Ryan was here ...



My not-so-sweet nothings, mostly comprised of my feelings at losing my two-day-old son, Ryan David, to congenital heart defects, and to celebrate the arrival of Ryan's healthy little sister, Megan Elizabeth, and hopefully welcome another little miracle into our brood in July 2010.


Thursday, March 23, 2006

APB: Be on the lookout for Sherry's sanity

Seriously. You might spot it walking down your street, mumbling to itself with its eyes glazed over.

I haven't written in a week because I just can't organize my thoughts in order to write about anything in a remotely coherent manner.

My brain is over-flowing. Someone call the plumber!

I know that everyone has drama in their lives, but, dammit, I'm tired of having to deal with too many things at once.

There's my dad's health troubles, which, seemingly, won't be resolved until his Medicare physician coverage kicks in, which won't happen until July. He's got the hospitalization coverage, but no doctor will see him or diagnose his condition till he's got that separate coverage. (And let's not even get started on how screwed up the Medicare system is.)

There's our life insurance appeal. We've submitted our appeal letter, worded as curtly as our very-obviously-canned rejection letter, so, it's yet another game of waiting till we know what step is next.

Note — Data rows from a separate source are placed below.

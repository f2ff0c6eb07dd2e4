//! Tether Server - reference sync authority.
//!
//! Serves the pull/push protocol spoken by `tether-engine` clients over
//! HTTP, holding every record in memory with last-write-wins on
//! `updated_at`.

mod auth;
mod config;
mod db;
mod error;
mod handlers;
mod routes;

pub use crate::auth::AuthUser;
pub use crate::config::{Config, ConfigError};
pub use crate::db::{Database, ServerClock, StoredRecord, UpsertOutcome};
pub use crate::error::AppError;

use axum::Router;
use std::sync::Arc;
use tower_http::cors::{Any, CorsLayer};
use tower_http::trace::TraceLayer;

/// Application state shared across handlers.
#[derive(Clone)]
pub struct AppState {
    pub db: Arc<Database>,
    pub config: Arc<Config>,
}

impl AppState {
    pub fn new(config: Config) -> Self {
        Self {
            db: Arc::new(Database::new()),
            config: Arc::new(config),
        }
    }
}

/// Build the router with CORS and request tracing.
pub fn app(state: AppState) -> Router {
    Router::new()
        .merge(routes::create_routes())
        .layer(TraceLayer::new_for_http())
        .layer(
            CorsLayer::new()
                .allow_origin(Any)
                .allow_methods(Any)
                .allow_headers(Any),
        )
        .with_state(state)
}
//! Record types for storing and exchanging data.

use crate::{resolver, CollectionName, RecordId, Timestamp};
use serde::{Deserialize, Serialize};
use serde_json::{Map, Value};

/// Field holding the last-mutation timestamp.
pub const UPDATED_AT: &str = "updated_at";
/// Alias some backends use for [`UPDATED_AT`].
pub const UPDATED_AT_ALIAS: &str = "updatedAt";
/// Field holding the creation timestamp.
pub const CREATED_AT: &str = "created_at";

/// A record as exchanged on the wire: an id plus a flat bag of fields.
///
/// Serializes as `{ "id": "...", ...fields }`.
#[derive(Debug, Clone, PartialEq, Serialize, Deserialize)]
pub struct RecordChange {
    /// Globally unique identifier
    pub id: RecordId,
    /// All other fields, including `created_at` / `updated_at`
    #[serde(flatten)]
    pub fields: Map<String, Value>,
}

impl RecordChange {
    /// Create a record with no fields.
    pub fn new(id: impl Into<RecordId>) -> Self {
        Self {
            id: id.into(),
            fields: Map::new(),
        }
    }

    /// Create a record from an existing field map.
    pub fn with_fields(id: impl Into<RecordId>, fields: Map<String, Value>) -> Self {
        let mut record = Self::new(id);
        for (key, value) in fields {
            record.set(key, value);
        }
        record
    }

    /// Builder-style field setter.
    pub fn field(mut self, name: impl Into<String>, value: impl Into<Value>) -> Self {
        self.set(name, value.into());
        self
    }

    /// Get a field value.
    pub fn get(&self, name: &str) -> Option<&Value> {
        self.fields.get(name)
    }

    /// Set a field value. The `id` key is never stored as a field.
    pub fn set(&mut self, name: impl Into<String>, value: Value) {
        let name = name.into();
        if name != "id" {
            self.fields.insert(name, value);
        }
    }

    /// Last-mutation timestamp, `0` when absent or not numeric.
    pub fn updated_at(&self) -> Timestamp {
        resolver::record_timestamp(self)
    }

    /// Stamp the record as mutated at `ts`.
    pub fn set_updated_at(&mut self, ts: Timestamp) {
        self.fields.insert(UPDATED_AT.to_string(), Value::from(ts));
    }

    /// Copy every field of `remote` over this record, keeping fields that
    /// `remote` does not carry.
    pub fn apply_payload(&mut self, remote: &RecordChange) {
        for (key, value) in &remote.fields {
            self.set(key.clone(), value.clone());
        }
    }

    /// True if every field of `other` is present here with the same value.
    pub fn contains_payload(&self, other: &RecordChange) -> bool {
        self.id == other.id
            && other
                .fields
                .iter()
                .all(|(key, value)| self.fields.get(key) == Some(value))
    }
}

/// Change-tracking status of a record in the local store.
#[derive(Debug, Clone, Copy, PartialEq, Eq, Hash, Serialize, Deserialize)]
#[serde(rename_all = "lowercase")]
pub enum RecordStatus {
    /// No pending local mutation
    Synced,
    /// Created locally, never pushed
    Created,
    /// Pushed before, mutated again
    Updated,
    /// Tombstoned locally, not yet purged remotely
    Deleted,
}

impl RecordStatus {
    /// True if the record has changes waiting to be pushed.
    pub fn is_dirty(self) -> bool {
        self != RecordStatus::Synced
    }

    /// Status after a local field mutation.
    ///
    /// A record that was never pushed stays `Created`, so the remote
    /// still receives it as a create.
    pub fn after_local_mutation(self) -> Self {
        match self {
            RecordStatus::Synced | RecordStatus::Updated => RecordStatus::Updated,
            RecordStatus::Created => RecordStatus::Created,
            RecordStatus::Deleted => RecordStatus::Deleted,
        }
    }
}

impl std::fmt::Display for RecordStatus {
    fn fmt(&self, f: &mut std::fmt::Formatter<'_>) -> std::fmt::Result {
        let name = match self {
            RecordStatus::Synced => "synced",
            RecordStatus::Created => "created",
            RecordStatus::Updated => "updated",
            RecordStatus::Deleted => "deleted",
        };
        f.write_str(name)
    }
}

/// A record held by the local store, with its change-tracking status.
#[derive(Debug, Clone, PartialEq, Serialize, Deserialize)]
#[serde(rename_all = "camelCase")]
pub struct LocalRecord {
    /// Collection this record belongs to
    pub collection: CollectionName,
    /// Current content
    pub record: RecordChange,
    /// Change-tracking status
    pub status: RecordStatus,
}

impl LocalRecord {
    pub fn new(
        collection: impl Into<CollectionName>,
        record: RecordChange,
        status: RecordStatus,
    ) -> Self {
        Self {
            collection: collection.into(),
            record,
            status,
        }
    }

    pub fn id(&self) -> &RecordId {
        &self.record.id
    }

    pub fn is_dirty(&self) -> bool {
        self.status.is_dirty()
    }

    pub fn updated_at(&self) -> Timestamp {
        self.record.updated_at()
    }
}
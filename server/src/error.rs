//! Unified error handling for the server.

use axum::{
    extract::rejection::JsonRejection,
    http::StatusCode,
    response::{IntoResponse, Response},
    Json,
};
use serde::Serialize;

/// Application error type.
#[derive(Debug, thiserror::Error)]
pub enum AppError {
    #[error("Invalid request: {0}")]
    BadRequest(String),

    #[error("Unauthorized: {0}")]
    Unauthorized(String),

    #[error("Malformed request body: {0}")]
    MalformedBody(#[from] JsonRejection),
}

/// Error response body.
#[derive(Serialize)]
struct ErrorResponse {
    error: String,
    #[serde(skip_serializing_if = "Option::is_none")]
    details: Option<String>,
}

impl IntoResponse for AppError {
    fn into_response(self) -> Response {
        let (status, error_message, details) = match &self {
            AppError::BadRequest(msg) => {
                tracing::warn!("Bad request: {}", msg);
                (StatusCode::BAD_REQUEST, msg.clone(), None)
            }
            AppError::Unauthorized(msg) => (StatusCode::UNAUTHORIZED, msg.clone(), None),
            AppError::MalformedBody(rejection) => (
                rejection.status(),
                "Malformed request body".to_string(),
                Some(rejection.body_text()),
            ),
        };

        let body = Json(ErrorResponse {
            error: error_message,
            details,
        });

        (status, body).into_response()
    }
}

/// Result type alias for handlers.
pub type Result<T> = std::result::Result<T, AppError>;
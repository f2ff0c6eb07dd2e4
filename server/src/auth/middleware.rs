//! Bearer token authentication.

use axum::{
    extract::FromRequestParts,
    http::{header::AUTHORIZATION, request::Parts},
};

use crate::error::AppError;
use crate::AppState;

/// Authenticated caller extracted from the request.
#[derive(Debug, Clone, PartialEq, Eq)]
pub struct AuthUser {
    /// The bearer token, or `anonymous` when the server is open
    pub token: String,
}

impl FromRequestParts<AppState> for AuthUser {
    type Rejection = AppError;

    async fn from_request_parts(
        parts: &mut Parts,
        state: &AppState,
    ) -> Result<Self, Self::Rejection> {
        let auth_header = parts
            .headers
            .get(AUTHORIZATION)
            .and_then(|value| value.to_str().ok());

        match auth_header {
            Some(header) if header.starts_with("Bearer ") => {
                let token = header.trim_start_matches("Bearer ").trim().to_string();
                if token.is_empty() {
                    return Err(AppError::Unauthorized("Empty bearer token".into()));
                }
                if !state.config.accepts_token(&token) {
                    tracing::warn!("Rejected unknown bearer token");
                    return Err(AppError::Unauthorized("Invalid token".into()));
                }
                Ok(AuthUser { token })
            }
            Some(_) => Err(AppError::Unauthorized(
                "Invalid authorization header format".into(),
            )),
            None if state.config.auth_tokens.is_none() => Ok(AuthUser {
                token: "anonymous".to_string(),
            }),
            None => Err(AppError::Unauthorized(
                "Missing authorization header".into(),
            )),
        }
    }
}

There's my dilemma with my OB doctor. I've interviewed another doctor, but I haven't quite decided if the new doc will be better than my current one. I've found another OB, but I'm waiting to see how this current cycle winds up.

There's my mouth situation. I'm going to the dentist shortly for x-rays and to have a cavity treated, but I suspect there is something more insidious and expensive lurking just below the surface.

There's Mike's blood pressure problem. Poor guy is convinced he's going to keel over from a massive heart attack due to his mild hypertension. I'm doing all I can for him, but, as someone at the opposite end of the blood-pressure spectrum, it's a little difficult for me to understand and relate to how freaked out he is.

There are my attempts at getting knocked up again. Some days I feel like a crazed woman trying to get pregnant, employing any wive's tale I come across to up my odds. I hate that this stupid aspect of my life seems all-controlling at times. I'm in this literal vicious cycle and I want out desperately.

And, of course, there's still the grief from losing Ryan. That situation ebbs and flows, which I'm assuming is natural.

And, everyone quickly says to me, "Oh, you just need to relax!"

Relax? I don't know if I even remember how to do that anymore.

1 Comments:

  • At March 24, 2006 1:36 PM, Blogger kate said…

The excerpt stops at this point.